**Given entries:**
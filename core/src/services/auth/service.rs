//! Credential verifier implementation

use std::sync::Arc;

use sg_shared::utils::email::{mask_email, normalize_email};

use crate::domain::entities::principal::{Principal, PrincipalKind};
use crate::domain::value_objects::auth_response::AuthResponse;
use crate::domain::value_objects::principal_view::PrincipalView;
use crate::errors::{AuthError, DomainResult};
use crate::repositories::{PrincipalRepository, TokenRepository};
use crate::services::password::PasswordHasher;
use crate::services::token::TokenService;

/// Service verifying login credentials and issuing tokens on success
///
/// Unknown email and wrong password are deliberately indistinguishable to
/// callers: both fail with `AuthError::InvalidCredentials`, so login cannot
/// be used to enumerate registered accounts.
pub struct CredentialVerifier<P, T>
where
    P: PrincipalRepository,
    T: TokenRepository,
{
    principal_repository: Arc<P>,
    token_service: Arc<TokenService<T>>,
    password_hasher: PasswordHasher,
}

impl<P, T> CredentialVerifier<P, T>
where
    P: PrincipalRepository,
    T: TokenRepository,
{
    /// Creates a new credential verifier
    pub fn new(
        principal_repository: Arc<P>,
        token_service: Arc<TokenService<T>>,
        password_hasher: PasswordHasher,
    ) -> Self {
        Self {
            principal_repository,
            token_service,
            password_hasher,
        }
    }

    /// Authenticates a principal by email and password
    ///
    /// # Returns
    ///
    /// * `Ok(AuthResponse)` - The principal view and a fresh token pair
    /// * `Err(AuthError::InvalidCredentials)` - Unknown email or wrong
    ///   password, without distinction
    pub async fn login(
        &self,
        kind: PrincipalKind,
        email: &str,
        password: &str,
    ) -> DomainResult<AuthResponse> {
        let principal = self.verify_credentials(kind, email, password).await?;
        let token_pair = self.token_service.issue_tokens(&principal).await?;

        tracing::info!(
            principal_id = %principal.id,
            kind = principal.kind.as_str(),
            "login succeeded"
        );

        Ok(AuthResponse::from_token_pair(
            token_pair,
            PrincipalView::from(&principal),
        ))
    }

    /// Checks an email/password pair against the store
    ///
    /// The lookup is scoped to the requested kind; the password check runs
    /// against the stored bcrypt digest.
    async fn verify_credentials(
        &self,
        kind: PrincipalKind,
        email: &str,
        password: &str,
    ) -> DomainResult<Principal> {
        let email = normalize_email(email);

        let principal = match self.principal_repository.find_by_email(kind, &email).await? {
            Some(principal) => principal,
            None => {
                tracing::warn!(
                    email = %mask_email(&email),
                    kind = kind.as_str(),
                    "login failed, unknown email"
                );
                return Err(AuthError::InvalidCredentials.into());
            }
        };

        if !self.password_hasher.verify(password, &principal.password_hash) {
            tracing::warn!(
                email = %mask_email(&email),
                kind = kind.as_str(),
                "login failed, wrong password"
            );
            return Err(AuthError::InvalidCredentials.into());
        }

        Ok(principal)
    }
}
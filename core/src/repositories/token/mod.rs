pub mod r#trait {
    pub use super::trait_::*;
}
#[path = "trait.rs"]
mod trait_;
pub mod memory;

pub use memory::InMemoryTokenRepository;
pub use r#trait::TokenRepository;

#[cfg(test)]
mod tests;
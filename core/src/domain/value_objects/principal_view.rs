//! Outward-facing principal representation.

use chrono::{DateTime, Utc};
use serde::{Deserialize, Serialize};
use uuid::Uuid;

use crate::domain::entities::principal::{OrganizationProfile, Principal, PrincipalKind, Role};

/// Serializable projection of a principal
///
/// This is the only representation of a principal that crosses the crate
/// boundary. It has no password field at all, so no serializer configuration
/// can leak the hash.
#[derive(Debug, Clone, PartialEq, Eq, Serialize, Deserialize)]
pub struct PrincipalView {
    /// Unique identifier
    pub id: Uuid,

    /// Kind of principal
    pub kind: PrincipalKind,

    /// Normalized email address
    pub email: String,

    /// Assigned role
    pub role: Role,

    /// Organization profile, present for organization principals
    #[serde(skip_serializing_if = "Option::is_none")]
    pub profile: Option<OrganizationProfile>,

    /// Creation timestamp
    pub created_at: DateTime<Utc>,

    /// Last update timestamp
    pub updated_at: DateTime<Utc>,
}

impl From<&Principal> for PrincipalView {
    fn from(principal: &Principal) -> Self {
        Self {
            id: principal.id,
            kind: principal.kind,
            email: principal.email.clone(),
            role: principal.role,
            profile: principal.profile.clone(),
            created_at: principal.created_at,
            updated_at: principal.updated_at,
        }
    }
}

**To do:**
Count every line of the data above that includes the word "async", then state the total and nothing more.

**Answer to this task:**
2